**Work item**.
Once you have read the entries, please say how many lines hold the string "Local", giving the number only.

Collected data:
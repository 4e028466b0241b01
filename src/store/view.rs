//! Deduplicating observers for presentation code.

use crate::effects::{Disposable, Event, Observable};
use crate::store::runtime::Store;
use parking_lot::Mutex;
use std::fmt;
use std::sync::Arc;

/// Observes a store's state without repeats and sends actions to it.
///
/// `states` skips any state the duplicate check considers equal to the one
/// before it. The view keeps its own copy of the latest state, so
/// `current_state` never touches the store's queue.
///
/// ```rust
/// use tka::core::{Reduced, Reducer};
/// use tka::store::Store;
///
/// let store = Store::new(0, Reducer::new(|n: i32, by: i32, _: &()| Reduced::none(n + by)), ());
/// let view = store.view();
///
/// view.send(0);
/// view.send(2);
/// assert_eq!(view.current_state(), 2);
/// ```
pub struct ViewStore<S, A> {
    store: Store<S, A>,
    current: Arc<Mutex<S>>,
    states: Observable<S>,
    subscription: Disposable,
}

impl<S, A> ViewStore<S, A>
where
    S: Clone + Send + Sync + 'static,
    A: Send + 'static,
{
    pub fn new(store: Store<S, A>) -> Self
    where
        S: PartialEq,
    {
        Self::with_duplicates(store, |a: &S, b: &S| a == b)
    }

    /// Use `is_duplicate` instead of `PartialEq` to drop repeated states.
    pub fn with_duplicates<F>(store: Store<S, A>, is_duplicate: F) -> Self
    where
        F: Fn(&S, &S) -> bool + Send + Sync + 'static,
    {
        let states = store.state().distinct_until_changed_by(is_duplicate);
        let current = Arc::new(Mutex::new(store.current_state()));
        let sink = Arc::clone(&current);
        let subscription = states.subscribe(move |event| {
            if let Event::Next(state) = event {
                *sink.lock() = state;
            }
        });
        Self {
            store,
            current,
            states,
            subscription,
        }
    }

    pub fn current_state(&self) -> S {
        self.current.lock().clone()
    }

    pub fn states(&self) -> Observable<S> {
        self.states.clone()
    }

    pub fn send(&self, action: A) {
        self.store.send(action);
    }

    /// Stop tracking the store. Also happens on drop.
    pub fn dispose(&self) {
        self.subscription.dispose();
    }
}

impl<S, A> Drop for ViewStore<S, A> {
    fn drop(&mut self) {
        self.subscription.dispose();
    }
}

impl<S: fmt::Debug, A> fmt::Debug for ViewStore<S, A> {
    fn fmt(&self, f: &mut fmt::Formatter<'_>) -> fmt::Result {
        f.debug_struct("ViewStore")
            .field("current", &*self.current.lock())
            .finish()
    }
}

/// A [`ViewStore`] over optional state whose `states` only carry present
/// values.
pub struct OptionalViewStore<S, A> {
    store: Store<Option<S>, A>,
    current: Arc<Mutex<Option<S>>>,
    states: Observable<S>,
    subscription: Disposable,
}

impl<S, A> OptionalViewStore<S, A>
where
    S: Clone + Send + Sync + 'static,
    A: Send + 'static,
{
    pub fn new(store: Store<Option<S>, A>) -> Self
    where
        S: PartialEq,
    {
        Self::with_duplicates(store, |a: &S, b: &S| a == b)
    }

    pub fn with_duplicates<F>(store: Store<Option<S>, A>, is_duplicate: F) -> Self
    where
        F: Fn(&S, &S) -> bool + Send + Sync + 'static,
    {
        let states = store
            .state()
            .filter_map(|state: Option<S>| state)
            .distinct_until_changed_by(is_duplicate);
        let current = Arc::new(Mutex::new(store.current_state()));
        let sink = Arc::clone(&current);
        let subscription = store.state().subscribe(move |event| {
            if let Event::Next(state) = event {
                *sink.lock() = state;
            }
        });
        Self {
            store,
            current,
            states,
            subscription,
        }
    }

    /// The latest state, `None` while it is absent.
    pub fn current_state(&self) -> Option<S> {
        self.current.lock().clone()
    }

    pub fn states(&self) -> Observable<S> {
        self.states.clone()
    }

    pub fn send(&self, action: A) {
        self.store.send(action);
    }

    pub fn dispose(&self) {
        self.subscription.dispose();
    }
}

impl<S, A> Drop for OptionalViewStore<S, A> {
    fn drop(&mut self) {
        self.subscription.dispose();
    }
}

impl<S: fmt::Debug, A> fmt::Debug for OptionalViewStore<S, A> {
    fn fmt(&self, f: &mut fmt::Formatter<'_>) -> fmt::Result {
        f.debug_struct("OptionalViewStore")
            .field("current", &*self.current.lock())
            .finish()
    }
}

impl<S, A> Store<S, A>
where
    S: Clone + Send + Sync + 'static,
    A: Send + 'static,
{
    pub fn view(&self) -> ViewStore<S, A>
    where
        S: PartialEq,
    {
        ViewStore::new(self.clone())
    }

    pub fn view_with<F>(&self, is_duplicate: F) -> ViewStore<S, A>
    where
        F: Fn(&S, &S) -> bool + Send + Sync + 'static,
    {
        ViewStore::with_duplicates(self.clone(), is_duplicate)
    }
}

impl<S, A> Store<Option<S>, A>
where
    S: Clone + Send + Sync + 'static,
    A: Send + 'static,
{
    pub fn optional_view(&self) -> OptionalViewStore<S, A>
    where
        S: PartialEq,
    {
        OptionalViewStore::new(self.clone())
    }

    pub fn optional_view_with<F>(&self, is_duplicate: F) -> OptionalViewStore<S, A>
    where
        F: Fn(&S, &S) -> bool + Send + Sync + 'static,
    {
        OptionalViewStore::with_duplicates(self.clone(), is_duplicate)
    }
}
//! Running a debate under a deadline and rendering the outcome for humans.

use std::fmt::Write as _;
use std::time::Duration;

use anyhow::{bail, Result};
use chrono::Local;
use coordination::{DebateEngine, DebateOutcome};

/// Characters of each entry shown in the round listing.
pub const ROUND_PREVIEW_CHARS: usize = 200;

/// Run one debate, failing if it does not finish within `deadline`.
///
/// The engine has no deadline of its own; dropping the future on timeout
/// abandons any in-flight model calls.
pub async fn run_with_deadline(
    engine: &DebateEngine,
    prompt: &str,
    deadline: Duration,
) -> Result<DebateOutcome> {
    match tokio::time::timeout(deadline, engine.run_debate(prompt)).await {
        Ok(outcome) => Ok(outcome?),
        Err(_) => bail!("debate timed out after {}s", deadline.as_secs()),
    }
}

/// Human-readable report: every round, the final answer, and stats.
pub fn render_outcome(outcome: &DebateOutcome) -> String {
    let mut out = String::new();
    let _ = writeln!(out, "DEBATE RESULTS");
    let _ = writeln!(out, "{}", "-".repeat(40));

    for (i, round) in outcome.rounds.iter().enumerate() {
        let _ = writeln!(out, "\nRound {}:", i + 1);
        for entry in &round.entries {
            let time = entry.created_at.with_timezone(&Local).format("%H:%M:%S");
            let preview: String = entry.content.chars().take(ROUND_PREVIEW_CHARS).collect();
            let _ = writeln!(out, "\n  {} ({}):", entry.agent, time);
            let _ = writeln!(out, "    {}...", preview);
        }
    }

    let _ = writeln!(out, "\nFINAL ANSWER ({}):", outcome.synthesizer);
    let _ = writeln!(out, "{}", "-".repeat(40));
    let _ = writeln!(out, "{}", outcome.final_answer);

    let _ = writeln!(out, "\nDebate Stats:");
    let _ = writeln!(out, "  Rounds: {}", outcome.round_count());
    let _ = writeln!(
        out,
        "  Consensus Reached: {}",
        if outcome.consensus { "yes" } else { "no" }
    );
    let _ = writeln!(out, "  Total Messages: {}", outcome.total_entries());
    out
}
//! Capabilities: named external actions a responder may invoke through the
//! text-embedded call protocol.
//!
//! The core treats every capability as opaque: one text argument in, text
//! (or a [`CapabilityError`]) out. Concrete file and search capabilities live
//! in the hosting crate.

pub mod protocol;
pub mod registry;

use std::fmt;
use std::sync::Arc;

use async_trait::async_trait;

use crate::error::CapabilityError;

pub use protocol::{capability_instructions, resolve_capability_calls};
pub use registry::CapabilityRegistry;

/// An invocable external action.
#[async_trait]
pub trait Capability: Send + Sync {
    /// Invoke with a single (already trimmed) text argument.
    async fn invoke(&self, argument: &str) -> Result<String, CapabilityError>;
}

/// Registry entry: a unique name, a description shown to models, and the
/// shared handler.
#[derive(Clone)]
pub struct CapabilityDescriptor {
    pub name: String,
    pub description: String,
    handler: Arc<dyn Capability>,
}

impl CapabilityDescriptor {
    pub fn new(
        name: impl Into<String>,
        description: impl Into<String>,
        handler: Arc<dyn Capability>,
    ) -> Self {
        Self {
            name: name.into(),
            description: description.into(),
            handler,
        }
    }

    /// Convenience constructor taking the handler by value.
    pub fn from_handler<C>(name: impl Into<String>, description: impl Into<String>, handler: C) -> Self
    where
        C: Capability + 'static,
    {
        Self::new(name, description, Arc::new(handler))
    }

    pub async fn invoke(&self, argument: &str) -> Result<String, CapabilityError> {
        self.handler.invoke(argument).await
    }

    /// Manifest line: `- name: description`.
    pub fn manifest_line(&self) -> String {
        format!("- {}: {}", self.name, self.description)
    }
}

impl fmt::Debug for CapabilityDescriptor {
    fn fmt(&self, f: &mut fmt::Formatter<'_>) -> fmt::Result {
        f.debug_struct("CapabilityDescriptor")
            .field("name", &self.name)
            .field("description", &self.description)
            .finish_non_exhaustive()
    }
}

**Output of the task**.
2